He says beta-2 agonist drugs include variants that may increase the likelihood
of someone with severe asthma suffering a fatal attack.

‘It is a possible explanation of the anomalous sudden deaths,’ says
John Morley, a pharmacologist at Sandoz Pharma in Basel, Switzerland, which
makes a different type of asthma drug. ‘It would explain why people who
inhale frequently while they wait for the ambulance are dead on arrival.’

Beta-2 agonists such as salbutamol, marketed as Ventolin, bring quick
relief during potentially fatal asthma attacks by expanding the airways
in the lungs, making breathing easier. However, there is evidence that patients
who take the drugs regularly may be making their asthma worse. Worried that
this may partly explain the recent increase in the number of deaths from
asthma, many doctors are encouraging sufferers to reduce the amount of beta-2
agonists they take.

Now, experiments on the effect of salbutamol in guinea pigs, carried
out by Morley, may explain why beta-2 agonists make things worse.

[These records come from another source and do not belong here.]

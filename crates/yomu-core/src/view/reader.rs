use yomu_api::models::{ChapterSummary, PageServerAssignment};

use crate::request::{RequestTracker, Ticket};

pub const NO_PAGES: &str = "No pages available.";

// ── Page URLs ─────────────────────────────────────────────────────

/// Which file list of a page-server assignment a session reads from.
#[derive(Debug, Clone, Copy, PartialEq, Eq)]
pub enum PageVariant {
    DataSaver,
    Full,
}

impl PageVariant {
    /// Path segment the page server expects for this variant.
    pub fn path_segment(self) -> &'static str {
        match self {
            Self::DataSaver => "data-saver",
            Self::Full => "data",
        }
    }
}

/// Prefer data-saver files whenever any exist.
pub fn select_variant(assignment: &PageServerAssignment) -> (PageVariant, &[String]) {
    if assignment.data_saver.is_empty() {
        (PageVariant::Full, assignment.data.as_slice())
    } else {
        (PageVariant::DataSaver, assignment.data_saver.as_slice())
    }
}

/// Page image URLs in file-list order, all from one variant.
pub fn page_urls(assignment: &PageServerAssignment) -> (PageVariant, Vec<String>) {
    let (variant, files) = select_variant(assignment);
    let base = assignment.base_url.trim_end_matches('/');
    let urls = files
        .iter()
        .map(|file| {
            format!(
                "{base}/{}/{}/{file}",
                variant.path_segment(),
                assignment.hash
            )
        })
        .collect();
    (variant, urls)
}

// ── Messages & actions ────────────────────────────────────────────

#[derive(Debug, Clone)]
pub enum Message {
    PagesLoaded(Ticket<String>, Result<PageServerAssignment, String>),
    ChapterLoaded(Ticket<String>, Result<ChapterSummary, String>),
}

/// Page-server lookup and chapter metadata; independent of each other.
#[derive(Debug, Clone, PartialEq, Eq)]
pub struct ReaderFetch {
    pub ticket: Ticket<String>,
}

impl ReaderFetch {
    pub fn chapter_id(&self) -> &str {
        self.ticket.key()
    }
}

// ── State ─────────────────────────────────────────────────────────

#[derive(Debug, Clone, PartialEq, Eq, Default)]
pub enum Pages {
    #[default]
    Loading,
    Unavailable,
    Ready {
        variant: PageVariant,
        urls: Vec<String>,
    },
}

/// A reading session for one chapter.
#[derive(Debug, Default)]
pub struct ReaderView {
    requests: RequestTracker<String>,
    chapter_label: String,
    pages: Pages,
}

impl ReaderView {
    pub fn new() -> Self {
        Self::default()
    }

    /// Start a session for `chapter_id`, superseding any earlier one.
    pub fn open(&mut self, chapter_id: &str) -> ReaderFetch {
        self.pages = Pages::Loading;
        self.chapter_label.clear();
        ReaderFetch {
            ticket: self.requests.issue(chapter_id.to_string()),
        }
    }

    pub fn pages(&self) -> &Pages {
        &self.pages
    }

    pub fn page_urls(&self) -> &[String] {
        match &self.pages {
            Pages::Ready { urls, .. } => urls,
            Pages::Loading | Pages::Unavailable => &[],
        }
    }

    pub fn is_loading(&self) -> bool {
        self.pages == Pages::Loading
    }

    /// Chapter number for the header; blank until known or if lookup failed.
    pub fn chapter_label(&self) -> &str {
        &self.chapter_label
    }

    pub fn chapter_id(&self) -> Option<&str> {
        self.requests.current_key().map(String::as_str)
    }

    pub fn update(&mut self, msg: Message) {
        match msg {
            Message::PagesLoaded(ticket, result) => {
                if !self.requests.is_current(&ticket) {
                    tracing::debug!(chapter_id = %ticket.key(), "discarding stale page list");
                    return;
                }
                self.pages = match result {
                    Ok(assignment) => {
                        let (variant, urls) = page_urls(&assignment);
                        if urls.is_empty() {
                            tracing::warn!(chapter_id = %ticket.key(), "page server returned no files");
                            Pages::Unavailable
                        } else {
                            Pages::Ready { variant, urls }
                        }
                    }
                    Err(e) => {
                        tracing::warn!(chapter_id = %ticket.key(), error = %e, "page server lookup failed");
                        Pages::Unavailable
                    }
                };
            }
            Message::ChapterLoaded(ticket, result) => {
                if !self.requests.is_current(&ticket) {
                    return;
                }
                match result {
                    Ok(chapter) => self.chapter_label = chapter.chapter.unwrap_or_default(),
                    Err(e) => {
                        tracing::warn!(chapter_id = %ticket.key(), error = %e, "chapter lookup failed");
                        self.chapter_label.clear();
                    }
                }
            }
        }
    }
}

Salbutamol and other beta-2 agonists are manufactured as mixtures of
two isomers, molecules that are mirror images of one another. Only the left-handed
isomer of salbutamol expands airways. The right-handed isomer was believed
to be biologically inert. But Morley’s research suggests it may make airways
more sensitive to the allergens which cause the airways to narrow. He found
that injections of the right-handed isomer increased the tendency of the
airways of guinea pigs to constrict.

‘Patients using salbutamol or other beta-2 agonists to control their
asthma may be administering a noxious agent together with the active drug,’
he says.

‘However, although inhalation of the right-handed isomer of salbutamol
could be causing the airways to become hyper reactive, this detrimental
effect would usually be hidden by the relaxant left-handed isomer,’ says
Morley. He found no increased constriction of the airways with a fifty-fifty
mixture of left-handed and right-handed salbutamol.

But in further experiments, Morley found that with repeated high doses,
the beneficial effect of the left-handed isomer grows weaker but the harmful
effect of the right-handed isomer does not. Morley believes this may explain
the sudden and surprising deaths of some asthmatics. People with severe
asthma often respond to an attack by taking repeated doses of their beta-2
agonist.

Miles Wilson, a spokesman for Glaxo, makers of Ventolin, says the company
has not done this kind of experiment with pure isomers and sees no reason
to do so now.

Morley has also introduced salbutamol directly into the airways of guinea
pigs at doses similar to those used by humans. These experiments confirm
the findings of his injection experiments. He has also found evidence that
the effect may be common to other beta-2 agonists.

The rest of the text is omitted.